The sustained performance of the U.S. commercial real estate industry is expected to continue in 2015, fueled by improving fundamentals and robust investor appetite—both domestic and foreign, according to Emerging Trends in Real Estate® 2015, copublished by PwC US and ULI.
“Unlike previous reports and previous cycles, we are seeing sustained growth,” says Mitch Roschelle, partner, U.S. real estate advisory practice leader, PwC. “In the past several years, we reported that real estate market participants’ main fears revolved around the uncertainty with the economy. Now, the trepidation in their eyes has more to do with the ability of the growing real estate markets to adapt to a series of megatrends impacting society and the global economy. These megatrends include accelerating urbanization, demographic shifts, and the impact of distributive technological advancements.”

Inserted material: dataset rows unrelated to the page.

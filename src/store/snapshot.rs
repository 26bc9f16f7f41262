//! Durable snapshot file for [`super::MemoryScoreStore`] (rkyv, atomic replace).

use std::ffi::OsString;
use std::fs::{self, File};
use std::io::Write;
use std::path::{Path, PathBuf};

use chrono::{DateTime, Utc};
use rkyv::rancor::Error as RkyvError;
use rkyv::util::AlignedVec;
use rkyv::{Archive, Deserialize, Serialize, from_bytes, to_bytes};

use super::error::{StoreError, StoreResult};
use crate::model::Entity;

const SNAPSHOT_VERSION: u32 = 1;

const TEMP_SUFFIX: &str = ".tmp";

/// On-disk form of an [`Entity`]; timestamps are Unix milliseconds.
#[derive(Archive, Deserialize, Serialize, Debug, PartialEq, Clone)]
pub struct EntityRecord {
    pub id: String,
    pub name: String,
    pub score: i32,
    pub created_at_ms: i64,
    pub updated_at_ms: i64,
}

impl From<&Entity> for EntityRecord {
    fn from(entity: &Entity) -> Self {
        Self {
            id: entity.id.clone(),
            name: entity.name.clone(),
            score: entity.score,
            created_at_ms: entity.created_at.timestamp_millis(),
            updated_at_ms: entity.updated_at.timestamp_millis(),
        }
    }
}

impl TryFrom<EntityRecord> for Entity {
    type Error = StoreError;

    fn try_from(record: EntityRecord) -> Result<Self, Self::Error> {
        Ok(Self {
            created_at: millis_to_utc(record.created_at_ms)?,
            updated_at: millis_to_utc(record.updated_at_ms)?,
            id: record.id,
            name: record.name,
            score: record.score,
        })
    }
}

#[derive(Archive, Deserialize, Serialize, Debug)]
struct SnapshotBody {
    version: u32,
    entities: Vec<EntityRecord>,
}

#[derive(Debug, Clone)]
/// A single snapshot file, replaced atomically on every save.
pub struct SnapshotFile {
    path: PathBuf,
}

impl SnapshotFile {
    pub fn new(path: impl Into<PathBuf>) -> Self {
        Self { path: path.into() }
    }

    pub fn path(&self) -> &Path {
        &self.path
    }

    fn temp_path(&self) -> PathBuf {
        let mut name = OsString::from(self.path.as_os_str());
        name.push(TEMP_SUFFIX);
        PathBuf::from(name)
    }

    /// Reads the snapshot, or `None` if no snapshot has been written yet.
    pub fn load(&self) -> StoreResult<Option<Vec<Entity>>> {
        if !self.path.exists() {
            return Ok(None);
        }

        let raw = fs::read(&self.path)?;
        let mut bytes = AlignedVec::<16>::with_capacity(raw.len());
        bytes.extend_from_slice(&raw);

        let body = from_bytes::<SnapshotBody, RkyvError>(&bytes)
            .map_err(|e| StoreError::Persistence(format!("corrupt snapshot: {e}")))?;

        if body.version != SNAPSHOT_VERSION {
            return Err(StoreError::Persistence(format!(
                "unsupported snapshot version {} (expected {})",
                body.version, SNAPSHOT_VERSION
            )));
        }

        body.entities
            .into_iter()
            .map(Entity::try_from)
            .collect::<StoreResult<Vec<_>>>()
            .map(Some)
    }

    /// Writes `entities` to a temp file, fsyncs it, then renames it over the snapshot.
    pub fn save(&self, entities: Vec<EntityRecord>) -> StoreResult<()> {
        if let Some(parent) = self.path.parent()
            && !parent.as_os_str().is_empty()
        {
            fs::create_dir_all(parent)?;
        }

        let body = SnapshotBody {
            version: SNAPSHOT_VERSION,
            entities,
        };
        let bytes = to_bytes::<RkyvError>(&body)
            .map_err(|e| StoreError::Persistence(format!("serialization failed: {e}")))?;

        let temp_path = self.temp_path();
        {
            let mut file = File::create(&temp_path)?;
            file.write_all(&bytes)?;
            file.sync_all()?;
        }

        fs::rename(&temp_path, &self.path)?;
        Ok(())
    }
}

fn millis_to_utc(ms: i64) -> StoreResult<DateTime<Utc>> {
    DateTime::from_timestamp_millis(ms)
        .ok_or_else(|| StoreError::Persistence(format!("timestamp out of range: {ms}")))
}
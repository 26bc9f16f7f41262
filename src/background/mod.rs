//! Bounded background queue for cache side effects.
//!
//! Cache population and invalidation never block or fail the operation that produced them.
//! Each worker drains its own bounded channel and jobs are routed by key, so jobs touching
//! the same key run in the order they were queued. When a channel is full the job is
//! dropped and logged, and the TTL bounds how long the skipped effect matters.


use std::sync::Arc;
use std::sync::atomic::{AtomicUsize, Ordering};
use std::time::Duration;

use parking_lot::Mutex;
use serde::Serialize;
use tokio::sync::{Notify, mpsc};
use tokio::task::JoinHandle;
use tracing::{debug, info, warn};

use crate::cache::answers::encode;
use crate::cache::{AnswerCache, RankCache};
use crate::hashing::shard_index;

pub const DEFAULT_QUEUE_CAPACITY: usize = 1024;
pub const DEFAULT_WORKERS: usize = 4;

/// A best-effort cache side effect.
#[derive(Debug, Clone, PartialEq, Eq)]
pub enum CacheJob {
    /// Write an encoded payload.
    Populate {
        key: String,
        bytes: Vec<u8>,
        ttl: Duration,
    },
    /// Delete every listed key.
    Invalidate { keys: Vec<String> },
}

impl CacheJob {
    /// Key that picks the worker: the written key, or the first key invalidated.
    fn route_key(&self) -> &str {
        match self {
            Self::Populate { key, .. } => key,
            Self::Invalidate { keys } => keys.first().map(String::as_str).unwrap_or_default(),
        }
    }

    fn kind(&self) -> &'static str {
        match self {
            Self::Populate { .. } => "populate",
            Self::Invalidate { .. } => "invalidate",
        }
    }

    async fn run<C: AnswerCache>(self, cache: &RankCache<C>) {
        match self {
            Self::Populate { key, bytes, ttl } => {
                if cache.set_bytes(&key, bytes, ttl).await {
                    debug!(key = %key, "Cache populated");
                }
            }
            Self::Invalidate { keys } => {
                for key in &keys {
                    if !cache.delete(key).await {
                        warn!(key = %key, "Invalidation failed; entry expires by TTL");
                    }
                }
                debug!(keys = ?keys, "Cache invalidated");
            }
        }
    }
}

#[derive(Debug)]
struct Shared {
    /// One sender per worker; `None` once shut down.
    senders: Mutex<Option<Vec<mpsc::Sender<CacheJob>>>>,
    /// Accepted jobs not yet finished.
    pending: AtomicUsize,
    idle: Notify,
    workers: Mutex<Vec<JoinHandle<()>>>,
    dropped: AtomicUsize,
}

impl Shared {
    fn finish_one(&self) {
        if self.pending.fetch_sub(1, Ordering::AcqRel) == 1 {
            self.idle.notify_waiters();
        }
    }
}

/// Handle to the maintenance queue. Clones share the same queue and workers.
#[derive(Debug, Clone)]
pub struct CacheMaintenance {
    shared: Arc<Shared>,
}

impl CacheMaintenance {
    /// Starts `workers` worker tasks sharing a budget of `capacity` queued jobs.
    ///
    /// Must be called from within a Tokio runtime.
    pub fn start<C: AnswerCache>(cache: RankCache<C>, capacity: usize, workers: usize) -> Self {
        let workers = workers.max(1);
        let per_worker = capacity.div_ceil(workers).max(1);
        let (senders, receivers): (Vec<_>, Vec<_>) =
            (0..workers).map(|_| mpsc::channel(per_worker)).unzip();

        let shared = Arc::new(Shared {
            senders: Mutex::new(Some(senders)),
            pending: AtomicUsize::new(0),
            idle: Notify::new(),
            workers: Mutex::new(Vec::with_capacity(workers)),
            dropped: AtomicUsize::new(0),
        });

        let handles = receivers
            .into_iter()
            .enumerate()
            .map(|(worker, mut receiver)| {
                let shared = Arc::clone(&shared);
                let cache = cache.clone();
                tokio::spawn(async move {
                    while let Some(job) = receiver.recv().await {
                        job.run(&cache).await;
                        shared.finish_one();
                    }
                    debug!(worker, "Cache maintenance worker stopped");
                })
            })
            .collect();
        *shared.workers.lock() = handles;

        info!(capacity, workers, "Cache maintenance queue started");
        Self { shared }
    }

    /// Queues `job` without waiting. Returns `false` if it was dropped.
    pub fn enqueue(&self, job: CacheJob) -> bool {
        let guard = self.shared.senders.lock();
        let Some(senders) = guard.as_ref() else {
            self.shared.dropped.fetch_add(1, Ordering::Relaxed);
            warn!(job = job.kind(), "Cache maintenance stopped; job dropped");
            return false;
        };
        let sender = &senders[shard_index(job.route_key(), senders.len())];

        self.shared.pending.fetch_add(1, Ordering::AcqRel);
        match sender.try_send(job) {
            Ok(()) => true,
            Err(e) => {
                self.shared.finish_one();
                self.shared.dropped.fetch_add(1, Ordering::Relaxed);
                let job = e.into_inner();
                warn!(
                    job = job.kind(),
                    key = job.route_key(),
                    "Cache maintenance queue full; job dropped"
                );
                false
            }
        }
    }

    /// Encodes `value` and queues a write of it under `key`.
    pub fn populate<T: Serialize>(&self, key: String, value: &T, ttl: Duration) -> bool {
        match encode(&key, value) {
            Ok(bytes) => self.enqueue(CacheJob::Populate { key, bytes, ttl }),
            Err(e) => {
                warn!(key = %key, error = %e, "Skipping cache population");
                false
            }
        }
    }

    pub fn invalidate(&self, keys: Vec<String>) -> bool {
        self.enqueue(CacheJob::Invalidate { keys })
    }

    /// Jobs accepted but not yet finished.
    pub fn pending(&self) -> usize {
        self.shared.pending.load(Ordering::Acquire)
    }

    /// Jobs dropped since start.
    pub fn dropped(&self) -> usize {
        self.shared.dropped.load(Ordering::Relaxed)
    }

    /// Resolves once every accepted job has finished.
    pub async fn wait_idle(&self) {
        loop {
            let notified = self.shared.idle.notified();
            tokio::pin!(notified);
            notified.as_mut().enable();
            if self.pending() == 0 {
                return;
            }
            notified.await;
        }
    }

    /// Stops accepting jobs, drains what is queued and waits for the workers to exit.
    pub async fn shutdown(&self) {
        drop(self.shared.senders.lock().take());
        let handles = std::mem::take(&mut *self.shared.workers.lock());
        for handle in handles {
            if let Err(e) = handle.await {
                warn!(error = %e, "Cache maintenance worker panicked");
            }
        }
        info!(dropped = self.dropped(), "Cache maintenance queue drained");
    }
}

ULI Global Chief Executive Officer Patrick L. Phillips points to the continued rise of markets other than the largest coastal cities as top choices for overall real estate prospects. Houston and Austin, which are ranked first and second, respectively, topped San Francisco as favorites for 2015; Charlotte, North Carolina, in seventh place, is rated higher than Seattle and Boston; and Nashville, ranked at 14, tops Manhattan. “Investors are looking closely at opportunities beyond the core markets. These cities are positioning themselves as highly competitive in terms of livability, employment offerings, and recreational and cultural amenities,” Phillips says.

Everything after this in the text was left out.